Abstract
Two copper-exchanged zeolites, Cu/SSZ-13 and Cu/BEA, were studied as catalysts for the selective reduction of NOx by NH3 (NH3-SCR). Their activities for standard SCR (NOx = NO) and fast SCR (NOx = 50% NO + 50% NO2) were measured before and after sulfur poisoning at 250 °C. The effect of 30 ppm SO2 and a mixture of 24 ppm SO3 + 6 ppm SO2 was evaluated. The repetition of subsequent activity measurements served as regeneration method in SCR conditions. SO2 deactivated Cu/SSZ-13 whereas Cu/BEA was only moderately affected. SO3 led to stronger deactivation of both catalysts than SO2. However, also for this case, the Cu/BEA was significantly less affected than Cu/SSZ-13, even though Cu/BEA contained larger amount of stored sulfur. One possible reason for this could be the large pores of Cu/BEA, where the sulfur species possibly resulted in less sterical hindrance than in the small pore SSZ-13 structure.

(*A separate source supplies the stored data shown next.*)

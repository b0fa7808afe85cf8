//! Main application struct and eframe::App implementation

use eframe::egui::{self, RichText};

use exam_catalog::Catalog;

use crate::settings::{Settings, save_settings};
use crate::state::AppState;
use crate::theme::{self, spacing};
use crate::views::{ControlsView, ResultsView};

/// Main application struct
pub struct ArchiveApp {
    state: AppState,
}

impl ArchiveApp {
    /// Create a new application instance
    pub fn new(cc: &eframe::CreationContext<'_>, catalog: Catalog, settings: Settings) -> Self {
        // Initialize Phosphor icons font
        let mut fonts = egui::FontDefinitions::default();
        egui_phosphor::add_to_fonts(&mut fonts, egui_phosphor::Variant::Regular);
        cc.egui_ctx.set_fonts(fonts);

        theme::apply(&cc.egui_ctx, settings.general.dark_mode);

        Self {
            state: AppState::new(catalog, settings),
        }
    }
}

impl eframe::App for ArchiveApp {
    fn update(&mut self, ctx: &egui::Context, _frame: &mut eframe::Frame) {
        // Track the control interaction of this frame (at most one).
        let mut change = None;

        if self.state.settings_open {
            self.show_settings_window(ctx);
        }

        egui::TopBottomPanel::top("header").show(ctx, |ui| {
            ui.add_space(spacing::MD);
            ui.horizontal(|ui| {
                ui.heading(
                    RichText::new(format!(
                        "{} Exam Archive",
                        egui_phosphor::regular::GRADUATION_CAP
                    ))
                    .size(24.0),
                );
                ui.with_layout(egui::Layout::right_to_left(egui::Align::Center), |ui| {
                    if ui
                        .button(egui_phosphor::regular::GEAR)
                        .on_hover_text("Settings")
                        .clicked()
                    {
                        self.state.open_settings();
                    }
                });
            });
            ui.label(
                RichText::new("Past papers and marking schemes from the State Examinations archive")
                    .weak(),
            );
            ui.add_space(spacing::SM);

            change = ControlsView::show(ui, &mut self.state);
        });

        egui::TopBottomPanel::bottom("status").show(ctx, |ui| {
            let summary = &self.state.summary;
            ui.label(
                RichText::new(format!(
                    "{} documents · {} subjects · {} exams · links open on examinations.ie",
                    summary.document_count, summary.subject_name_count, summary.exam_count
                ))
                .weak()
                .small(),
            );
        });

        egui::CentralPanel::default().show(ctx, |ui| {
            ResultsView::show(ui, &self.state);
        });

        // Apply after the view borrows end: one synchronous cascade per
        // interaction, rendered next frame.
        if let Some(change) = change {
            self.state.apply(change);
        }
    }
}

impl ArchiveApp {
    /// Show the settings window; preference edits apply immediately and are
    /// persisted on change.
    fn show_settings_window(&mut self, ctx: &egui::Context) {
        let mut open = self.state.settings_open;
        egui::Window::new("Settings")
            .open(&mut open)
            .resizable(false)
            .collapsible(false)
            .show(ctx, |ui| {
                let dark_mode = &mut self.state.settings.general.dark_mode;
                if ui.checkbox(dark_mode, "Dark mode").changed() {
                    theme::apply(ctx, *dark_mode);
                    if let Err(e) = save_settings(&self.state.settings) {
                        tracing::error!("Failed to save settings: {}", e);
                    }
                }
            });
        self.state.settings_open = open;
    }
}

NH3 temperature-programmed desorption (NH3-TPD) showed no loss of storage sites upon sulfur treatment and subsequent regeneration. Partial activity recovery was observed after a period in SCR conditions at 400 °C and 500 °C. Temperature at 300 °C was insufficient to regenerate the catalysts. Diffuse reflectance infrared Fourier transform spectroscopy (DRIFTS) of NO adsorption suggested that SO2 interacts with the ZCuOH sites on Cu/SSZ-13, causing the strong poisoning.
Highlights
Diesel and lean-burn gasoline engines present the advantage to be more fuel-efficient and to emit less CO2 than gasoline engines
In order to aid the understanding of the poisoning and regeneration ability of Cu/SSZ-13, we compare it with another Cu/zeolite, namely Cu/BEA due to the high activity of Cu/BEA for SCR with NH3
It should be noted that Cu/BEA is not commercially applicable due to thermal degradation [22] and hydrocarbon poisoning [23] issues and was chosen in this work for mechanistic reasons together with Cu/SSZ-13
Summary
Diesel and lean-burn gasoline engines present the advantage to be more fuel-efficient and to emit less CO2 than gasoline engines. These combustion systems produce nitrogen oxides (NOx). NH3-SCR is an efficient process to reduce N Ox by N H3 over a metal-exchanged zeolite or V2O5-based catalyst. The exhaust gas contains other chemical compounds that can interfere with the NH3-SCR process and deactivate the widely used, efficient, Cu-exchanged zeolite catalyst. The oxidation catalyst is a noble metal-based catalyst which oxidizes CO and hydrocarbons into CO2 and water vapor. It oxidizes a large fraction of NO to NO2 and SO2 to SO3 [13,14,15,16].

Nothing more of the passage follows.